Evidence for the involvement of two other candidate genes, the apo A-IV and apo B genes, in the genetic variability of dietary responsiveness has also been reported. Carriers of the apo A-IV-2 allele exhibited impaired cholesterol lowering in response to a low fat, low cholesterol diet20 and attenuated hypercholesterolemia in response to a high cholesterol diet relative to carriers of the apo A-IV-1 allele.21 Apo B polymorphisms were observed to affect plasma lipoprotein responses to low saturated fat feeding in males. Thus, homozygous male carriers of the apo B signal peptide 27 allele exhibited greater responses than homozygous carriers of the apo B signal peptide 24 allele or heterozygotes.22 Further studies of these genetic variants will be necessary to elucidate the mechanisms through which the genes regulate responsiveness to diet.

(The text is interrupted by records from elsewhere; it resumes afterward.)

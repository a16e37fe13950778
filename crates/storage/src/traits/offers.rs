use async_trait::async_trait;
use sqk_types::{PeerAddress, ReceivedOffer, SqueakHash};

use crate::StorageResult;

/// Received-offer persistence. At most one offer is kept per
/// `(squeak_hash, peer_address)`; saving again replaces the stored offer.
#[async_trait]
pub trait OfferStorage {
    async fn save_received_offer(&self, offer: &ReceivedOffer) -> StorageResult<()>;

    async fn get_received_offer(
        &self,
        hash: &SqueakHash,
        peer_address: &PeerAddress,
    ) -> StorageResult<Option<ReceivedOffer>>;

    /// All offers received for one squeak, across peers.
    async fn get_received_offers(&self, hash: &SqueakHash) -> StorageResult<Vec<ReceivedOffer>>;

    async fn delete_offers_for_squeak(&self, hash: &SqueakHash) -> StorageResult<()>;

    /// Drop offers whose invoices expired before `now_secs`. Returns the
    /// number removed.
    async fn delete_expired_received_offers(&self, now_secs: u64) -> StorageResult<u64>;
}
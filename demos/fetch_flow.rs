//! Fetch Flow
//!
//! This example drives a document fetch through idle, loading and a
//! terminal state, with a guard that blocks the retry.
//!
//! Key concepts:
//! - Declaring a graph with the fluent builder
//! - `can` versus `transition` for guarded events
//! - Newest-first history and `reset`
//! - Exporting the static graph as a Mermaid diagram
//!
//! Run with: cargo run --example fetch_flow

use flowstate::core::State;
use flowstate::effects::StateMachine;
use flowstate::graph::{StateConfig, StateGraph, Transition};
use flowstate::helper::StateMachineHelper;
use flowstate::state_enum;
use std::sync::atomic::{AtomicBool, Ordering};
use std::sync::Arc;

state_enum! {
    enum FetchState {
        Idle,
        Loading,
        Success,
        Failure,
    }
    final: [Success]
}

#[tokio::main]
async fn main() -> Result<(), Box<dyn std::error::Error>> {
    println!("=== Fetch Flow Example ===\n");

    let online = Arc::new(AtomicBool::new(false));
    let retry_gate = Arc::clone(&online);

    let graph = StateGraph::builder()
        .initial(FetchState::Idle)
        .state(StateConfig::new(FetchState::Idle).on("start", Transition::to(FetchState::Loading)))
        .state(
            StateConfig::new(FetchState::Loading)
                .on("success", Transition::to(FetchState::Success))
                .on("error", Transition::to(FetchState::Failure)),
        )
        .state(StateConfig::new(FetchState::Failure).on(
            "retry",
            Transition::to(FetchState::Loading).when(move || retry_gate.load(Ordering::SeqCst)),
        ))
        .state(StateConfig::new(FetchState::Success))
        .build()?;

    let machine = StateMachine::new(graph)?;
    let _subscription = machine.subscribe(|record| {
        println!("  {} --{}--> {}", record.from.name(), record.event, record.to.name());
    });

    machine.transition("start").await?;
    machine.transition("error").await?;

    println!("\nOffline: can retry? {}", machine.can("retry"));
    println!("Retry accepted: {}", machine.transition("retry").await?);

    online.store(true, Ordering::SeqCst);
    println!("Online: can retry? {}", machine.can("retry"));
    machine.transition("retry").await?;
    machine.transition("success").await?;
    println!("Final state reached: {}", machine.current_state().is_final());

    machine.reset(FetchState::Idle)?;
    println!("\nHistory (newest first):");
    for record in machine.history() {
        println!("  {:>7}: {} -> {}", record.event, record.from.name(), record.to.name());
    }

    println!("\nDiagram:\n{}", StateMachineHelper::visualize(&machine));
    println!("=== Example Complete ===");
    Ok(())
}
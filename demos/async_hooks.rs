//! Async Hooks
//!
//! This example runs an upload workflow whose hooks await real work, and
//! shows what happens when a second caller races an in-flight transition
//! and when a hook fails.
//!
//! Key concepts:
//! - Sync and async lifecycle hooks (exit, action, enter)
//! - Single-flight transitions: racing callers get `false`
//! - Rollback when a hook fails
//!
//! Run with: cargo run --example async_hooks

use flowstate::effects::{Hook, HookError, StateMachine};
use flowstate::graph::{StateConfig, StateGraph, Transition};
use flowstate::state_enum;
use std::sync::atomic::{AtomicUsize, Ordering};
use std::sync::Arc;
use std::time::Duration;

state_enum! {
    enum UploadState {
        Idle,
        Uploading,
        Indexed,
    }
    final: [Indexed]
}

#[tokio::main]
async fn main() -> Result<(), Box<dyn std::error::Error>> {
    println!("=== Async Hooks Example ===\n");

    let attempts = Arc::new(AtomicUsize::new(0));
    let counter = Arc::clone(&attempts);

    let graph = StateGraph::builder()
        .initial(UploadState::Idle)
        .state(
            StateConfig::new(UploadState::Idle)
                .on_exit(Hook::sync(|| {
                    println!("  exit Idle");
                    Ok(())
                }))
                .on(
                    "upload",
                    Transition::to(UploadState::Uploading).action(Hook::future(move || {
                        let counter = Arc::clone(&counter);
                        async move {
                            let attempt = counter.fetch_add(1, Ordering::SeqCst) + 1;
                            println!("  uploading (attempt {attempt})");
                            tokio::time::sleep(Duration::from_millis(50)).await;
                            if attempt == 1 {
                                return Err::<(), HookError>("connection reset".into());
                            }
                            Ok(())
                        }
                    })),
                ),
        )
        .state(
            StateConfig::new(UploadState::Uploading)
                .on_enter(Hook::future(|| async {
                    println!("  enter Uploading");
                    Ok::<(), HookError>(())
                }))
                .on("indexed", Transition::to(UploadState::Indexed)),
        )
        .state(StateConfig::new(UploadState::Indexed))
        .build()?;

    let machine = StateMachine::new(graph)?;

    println!("First attempt:");
    match machine.transition("upload").await {
        Ok(accepted) => println!("  accepted: {accepted}"),
        Err(err) => println!("  failed: {err}"),
    }
    println!("  state after failure: {:?}", machine.current_state());

    println!("\nSecond attempt, raced by another caller:");
    let (first, second) = tokio::join!(machine.transition("upload"), machine.transition("upload"));
    println!("  first caller: {}", first?);
    println!("  second caller: {}", second?);
    println!("  state: {:?}", machine.current_state());

    machine.transition("indexed").await?;
    println!("\nUpload attempts made: {}", attempts.load(Ordering::SeqCst));
    println!("Transitions recorded: {}", machine.history().len());

    println!("\n=== Example Complete ===");
    Ok(())
}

Additional studies have focused on interindividual differences in metabolic responses to dietary saturated fat and cholesterol. The role of cholesterol absorption efficiency in determining diet-induced plasma lipoprotein levels remains unclear; in one study, hyperresponders exhibited increased efficiency while in another study they did not.23,24 Impaired regulation of cholesterol biosynthesis1,3,25 and increased production of apo B26 were also observed in populations of hyperresponders relative to hyporesponders. Finally, direct effects of dietary saturated fatty acids on LDL receptor activity and dietary cholesterol on LDL receptor mRNA levels were reported in animal models.2729 Consistent with these reports, a recent human study found that subjects most sensitive to the hypercholesterolemic effects of dietary saturated fat exhibited low LDL apo B fractional catabolic rates, suggestive of marked down regulation of hepatic LDL receptors.5 The wide range of metabolic responses to dietary fat and cholesterol documented by these studies is likely due to differences in diet/dietary regimen as well as genetic heterogeneity between populations (or animal models) studied. Clearly, metabolic responses to dietary fat and cholesterol are complex; further elucidation of the differences between hyperresponders and hyporesponders may be facilitated by preliminary studies in animal models.
Another important area in the study of the interaction of genes and nutrition in atherogenesis is individual susceptibility to weight gain in response to overfeeding. Both obesity and diabetes are significant risk factors for atherosclerosis. Recent studies in animal models indicate that diet may influence the expression of a number of genes involved in the expression of these traits, but the genes involved have yet to be identified.30,31 In humans, concordance of weight gain in response to overfeeding was observed among identical twins but not among unrelated volunteers, suggesting a genetic contribution to the population variance in diet-induced weight gain.32 Advances in animal models may shed light on the genetic determinants of human weight gain and the relationship between obesity, diabetes, and atherosclerosis.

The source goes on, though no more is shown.